I like how some people claiming there is going to be less variety because of new tech like to cite Dr. Ross , but tend to avoid some fragments.

"Q: What type of planet is this new tech going to be applied to?
Every planet you could land on before, and the new ones opening up, will be using this approach. The old surfaces can't be represented in this new approach and you're going to get a

larger variety

u
sing this new tech."

The truth is, we have absolutely no idea what the new tech is really capable of.
It's not like FD ever managed to get anything near intended state when they were introducing major changes.
Three days doing nothing else but landing on planets and looking at stuff I can say I got at least a rough idea what the new tech is capable of in the variety department, and it's a lot.
Worlds rarely look the same and on every world there's different areas often coming with different features, like volcanism for example, which you can see from your ship when approaching. Ice planets have a lot of different terrain textures, scatter rocks are vastly different from each other and so on and so forth.
Yesterday I landed on a planet full of canyons and found a depression with volcanic features, with a fat rock in the middle.
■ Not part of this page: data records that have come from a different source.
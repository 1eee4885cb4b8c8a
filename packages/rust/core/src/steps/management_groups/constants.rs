use cloudgraph_shared::{EntitySchema, RelationshipClass, RelationshipSchema};

use crate::steps::active_directory::ACCOUNT_ENTITY_TYPE;

pub const STEP_RM_MANAGEMENT_GROUPS: &str = "rm-management-groups";

pub const MANAGEMENT_GROUP_ENTITY_TYPE: &str = "azure_management_group";

pub const MANAGEMENT_GROUP_ENTITY: EntitySchema = EntitySchema {
    resource_name: "[RM] Management Group",
    entity_type: MANAGEMENT_GROUP_ENTITY_TYPE,
    class: &["Group"],
};

pub const ACCOUNT_HAS_ROOT_MANAGEMENT_GROUP: RelationshipSchema = RelationshipSchema {
    rel_type: "azure_account_has_management_group",
    source_type: ACCOUNT_ENTITY_TYPE,
    class: RelationshipClass::Has,
    target_type: MANAGEMENT_GROUP_ENTITY_TYPE,
};

pub const MANAGEMENT_GROUP_CONTAINS_MANAGEMENT_GROUP: RelationshipSchema = RelationshipSchema {
    rel_type: "azure_management_group_contains_group",
    source_type: MANAGEMENT_GROUP_ENTITY_TYPE,
    class: RelationshipClass::Contains,
    target_type: MANAGEMENT_GROUP_ENTITY_TYPE,
};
Going there I found out that this rock was indeed the biggest fattest fumerole I have ever seen in the game.
And that doesn't even take atmospherics in account, where lighting, colours and all are hugely different.
I didn't count on how many worlds I landed so far, but it's three days. Roughly 25 hours or so in total? I don't know. I have free time at the moment and beside eating and sleeping and so on I don't do anything else. :D
I can't say too much about other features in Odyssey or their state, but the new planets, yeah.

Discplaimer: I know there are glitches and bugs and the LOD and the duplicate patterns and so on. Saying positive things doesn't mean I don't acknowledge the negative ones.
 
I've been on every day, new planet every day, and not yet seen this kind of repetition.
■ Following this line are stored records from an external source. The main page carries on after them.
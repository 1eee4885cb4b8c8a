use cloudgraph_client::management_groups::{ManagementGroup, ManagementGroupChild};
use cloudgraph_shared::{Entity, Result};

use super::constants::*;
use crate::steps::resource_key;
use crate::web_linker::WebLinker;

/// The tenant root group as returned by the expanded fetch.
pub fn create_management_group_entity(
    linker: &WebLinker,
    group: &ManagementGroup,
) -> Result<Entity> {
    let key = resource_key(group.id.as_deref(), &MANAGEMENT_GROUP_ENTITY)?;
    let display_name = group
        .properties
        .display_name
        .as_deref()
        .or(group.name.as_deref());

    Ok(Entity::new(key, &MANAGEMENT_GROUP_ENTITY)
        .with("id", &group.id)
        .with("name", &group.name)
        .with("type", &group.resource_type)
        .with("displayName", display_name)
        .with("tenantId", &group.properties.tenant_id)
        .with("webLink", linker.portal_resource_url(group.id.as_deref()))
        .with_raw_data("default", group))
}

/// A descendant group. Children don't repeat the tenant, so it is taken from
/// the root.
pub fn create_child_management_group_entity(
    linker: &WebLinker,
    child: &ManagementGroupChild,
    tenant_id: Option<&str>,
) -> Result<Entity> {
    let key = resource_key(child.id.as_deref(), &MANAGEMENT_GROUP_ENTITY)?;
    let display_name = child.display_name.as_deref().or(child.name.as_deref());

    // The subtree is stored on its own entities.
    let own = ManagementGroupChild {
        children: Vec::new(),
        ..child.clone()
    };

    Ok(Entity::new(key, &MANAGEMENT_GROUP_ENTITY)
        .with("id", &child.id)
        .with("name", &child.name)
        .with("type", &child.child_type)
        .with("displayName", display_name)
        .with("tenantId", tenant_id)
        .with("webLink", linker.portal_resource_url(child.id.as_deref()))
        .with_raw_data("default", own))
}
The one thing I did note is that they have added telemetry to the game to report back what is happening. That may be the cause of the FPS drop that some people are seeing. Saying they are doing nothing is obviously wrong. A certain percentage of planets are exhibiting this, we know it's not every planet. If you really wanted to do something useful, science it out. Go out there and do a survey. What type of planet (Metal Rich, Rocky, Icy) - inhabited space or not - is it every planet - is it moons - is it planets at a certain size?
I leave that rather to the devs, it's their job after all and you and me basically pay them for it - not the other way round. The first part of your post seems to be directed at someone else. I'm sure they'll tackle the performance first and likely will improve it too.
 
Still, no assets should be used more then once on any planet.
There are not that many types of planet, it just does not makes any sense.
Don't you guys see where this is going?

When you start talking about assets in an almost infinite galaxy - there is no escaping what we are seeing here. Or at least, it's going to be very very very hard to get away with it without introducing some chaos into the assets shapes themselves.
 
Does your work involves a 400 billion stars galaxy?

OK, so now it's time for some math.

Task is assuming tech FIXED state will be NOT repeating the same assets on the same planet, which is the only implementation making sense IMO.

If you had 1000 "assets" that can be used as "stamp" on a specific type of planet,
how exactly is
probability
of finding the same asset on two different planet in the same number of probes
changing
for three cases of the total number of planets:
a) 10.000
b) 100.000
c) 400.000.000
?


A small tip:
with all those number sets encountering a stamp you have already seen is more dependent on number of probes (explored planets) then on total number of planets.

Even then, realizing this fact depends on number of assets - but this is a non-mathematical, "human factor" part of the problem.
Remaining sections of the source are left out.